Problem description> State how many lines in the listing below contain the word "records", with no other words.

[[ Listed entries open ]]

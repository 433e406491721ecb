use crate::ipc::error::{err, ok};
use crate::ipc::types::{AppState, Request};
use crate::report;
use serde_json::json;
use std::io::Write;
use std::path::PathBuf;

/// Resolve the record the report is about: an explicit classId wins,
/// otherwise the current selection. Neither resolving is fine; the
/// generator renders a placeholder document for an absent record.
fn resolve_record<'a>(state: &'a AppState, req: &Request) -> Option<&'a crate::records::ClassRecord> {
    match req.params.get("classId").and_then(|v| v.as_str()) {
        Some(id) => state.view.records().iter().find(|r| r.class_id == id),
        None => state.view.selected_record(),
    }
}

fn handle_session_model(state: &mut AppState, req: &Request) -> serde_json::Value {
    let doc = report::render(resolve_record(state, req));
    let content = String::from_utf8_lossy(&doc.to_bytes()).to_string();
    let filename = doc.suggested_filename.clone();
    ok(
        &req.id,
        json!({
            "document": doc,
            "content": content,
            "suggestedFilename": filename,
        }),
    )
}

fn handle_export(state: &mut AppState, req: &Request) -> serde_json::Value {
    let out_path = match req.params.get("outPath").and_then(|v| v.as_str()) {
        Some(v) => PathBuf::from(v),
        None => return err(&req.id, "bad_params", "missing outPath", None),
    };

    let doc = report::render(resolve_record(state, req));
    let bytes = doc.to_bytes();

    let write_result = (|| -> std::io::Result<()> {
        if let Some(parent) = out_path.parent() {
            if !parent.as_os_str().is_empty() {
                std::fs::create_dir_all(parent)?;
            }
        }
        let mut f = std::fs::File::create(&out_path)?;
        f.write_all(&bytes)?;
        f.flush()
    })();
    if let Err(e) = write_result {
        return err(
            &req.id,
            "export_failed",
            e.to_string(),
            Some(json!({ "outPath": out_path.to_string_lossy() })),
        );
    }

    ok(
        &req.id,
        json!({
            "outPath": out_path.to_string_lossy(),
            "suggestedFilename": doc.suggested_filename,
            "byteCount": bytes.len(),
        }),
    )
}

pub fn try_handle(state: &mut AppState, req: &Request) -> Option<serde_json::Value> {
    match req.method.as_str() {
        "reports.sessionModel" => Some(handle_session_model(state, req)),
        "reports.export" => Some(handle_export(state, req)),
        _ => None,
    }
}
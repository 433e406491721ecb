use serde::Serialize;

use crate::records::ClassRecord;

/// Placeholder cell for data that is absent. Column layout never changes
/// based on data completeness.
pub const EMPTY_CELL: &str = "-";

/// Fixed table layout.
pub const COLUMNS: [&str; 3] = ["Student Name", "Student ID", "Attendance Time"];
const ROWS_PER_PAGE: usize = 25;
const NAME_WIDTH: usize = 32;
const ID_WIDTH: usize = 14;
const TIME_WIDTH: usize = 16;

const PLACEHOLDER_FILENAME: &str = "class_record.pdf";

#[derive(Debug, Clone, PartialEq, Eq, Serialize)]
#[serde(rename_all = "camelCase")]
pub struct ReportHeader {
    pub course: String,
    pub classroom: String,
    pub lecturer: String,
    pub date: String,
    pub start_time: String,
    pub end_time: String,
}

#[derive(Debug, Clone, PartialEq, Eq, Serialize)]
#[serde(rename_all = "camelCase")]
pub struct ReportRow {
    pub student_name: String,
    pub student_id: String,
    pub attendance_time: String,
}

#[derive(Debug, Clone, PartialEq, Eq, Serialize)]
#[serde(rename_all = "camelCase")]
pub struct ReportPage {
    pub number: usize,
    pub rows: Vec<ReportRow>,
}

/// Structured, paginated session report. A pure projection of one record:
/// the on-screen preview and the exported file are produced from the same
/// value, so their content is byte-for-byte identical.
#[derive(Debug, Clone, PartialEq, Eq, Serialize)]
#[serde(rename_all = "camelCase")]
pub struct ReportDocument {
    pub title: String,
    pub header: ReportHeader,
    pub columns: Vec<String>,
    pub pages: Vec<ReportPage>,
    pub row_count: usize,
    pub suggested_filename: String,
}

fn cell(value: &str) -> String {
    if value.is_empty() {
        EMPTY_CELL.to_string()
    } else {
        value.to_string()
    }
}

/// Render a session into its report document. Total: an absent record yields
/// a well-formed placeholder document with one empty page.
pub fn render(record: Option<&ClassRecord>) -> ReportDocument {
    let Some(record) = record else {
        return ReportDocument {
            title: "Class Attendance Report".to_string(),
            header: ReportHeader {
                course: EMPTY_CELL.to_string(),
                classroom: EMPTY_CELL.to_string(),
                lecturer: EMPTY_CELL.to_string(),
                date: EMPTY_CELL.to_string(),
                start_time: EMPTY_CELL.to_string(),
                end_time: EMPTY_CELL.to_string(),
            },
            columns: COLUMNS.iter().map(|c| c.to_string()).collect(),
            pages: vec![ReportPage {
                number: 1,
                rows: vec![],
            }],
            row_count: 0,
            suggested_filename: PLACEHOLDER_FILENAME.to_string(),
        };
    };

    // Duplicates and ordering come straight from the record: render all,
    // in stored arrival order.
    let rows: Vec<ReportRow> = record
        .attendance
        .as_deref()
        .unwrap_or(&[])
        .iter()
        .map(|entry| ReportRow {
            student_name: cell(&entry.student_name),
            student_id: cell(&entry.student_id),
            attendance_time: cell(&entry.attendance_time),
        })
        .collect();
    let row_count = rows.len();

    let mut pages: Vec<ReportPage> = rows
        .chunks(ROWS_PER_PAGE)
        .enumerate()
        .map(|(i, chunk)| ReportPage {
            number: i + 1,
            rows: chunk.to_vec(),
        })
        .collect();
    if pages.is_empty() {
        pages.push(ReportPage {
            number: 1,
            rows: vec![],
        });
    }

    ReportDocument {
        title: "Class Attendance Report".to_string(),
        header: ReportHeader {
            course: cell(&record.course),
            classroom: cell(&record.classroom),
            lecturer: record
                .lecturer
                .as_deref()
                .map(cell)
                .unwrap_or_else(|| EMPTY_CELL.to_string()),
            date: cell(&record.date),
            start_time: cell(&record.start_time),
            end_time: cell(&record.end_time),
        },
        columns: COLUMNS.iter().map(|c| c.to_string()).collect(),
        pages,
        row_count,
        suggested_filename: format!("{}.pdf", record.class_id),
    }
}

impl ReportDocument {
    /// Deterministic byte layout of the document. Both the preview surface
    /// and the export sink consume exactly these bytes.
    pub fn to_bytes(&self) -> Vec<u8> {
        let mut out = String::new();
        out.push_str(&self.title);
        out.push('\n');
        out.push_str(&"=".repeat(self.title.len()));
        out.push('\n');
        for (label, value) in [
            ("Course", &self.header.course),
            ("Classroom", &self.header.classroom),
            ("Lecturer", &self.header.lecturer),
            ("Date", &self.header.date),
            ("Start Time", &self.header.start_time),
            ("End Time", &self.header.end_time),
        ] {
            out.push_str(&format!("{:<10} : {}\n", label, value));
        }

        let total_pages = self.pages.len();
        for page in &self.pages {
            out.push('\n');
            out.push_str(&format!("-- Page {} of {} --\n", page.number, total_pages));
            out.push_str(&format!(
                "{:<nw$} | {:<iw$} | {:<tw$}\n",
                COLUMNS[0],
                COLUMNS[1],
                COLUMNS[2],
                nw = NAME_WIDTH,
                iw = ID_WIDTH,
                tw = TIME_WIDTH,
            ));
            out.push_str(&format!(
                "{}-+-{}-+-{}\n",
                "-".repeat(NAME_WIDTH),
                "-".repeat(ID_WIDTH),
                "-".repeat(TIME_WIDTH),
            ));
            for row in &page.rows {
                out.push_str(&format!(
                    "{:<nw$} | {:<iw$} | {:<tw$}\n",
                    row.student_name,
                    row.student_id,
                    row.attendance_time,
                    nw = NAME_WIDTH,
                    iw = ID_WIDTH,
                    tw = TIME_WIDTH,
                ));
            }
        }
        out.into_bytes()
    }
}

[[ Listed entries closed ]]

Solution for this task> 3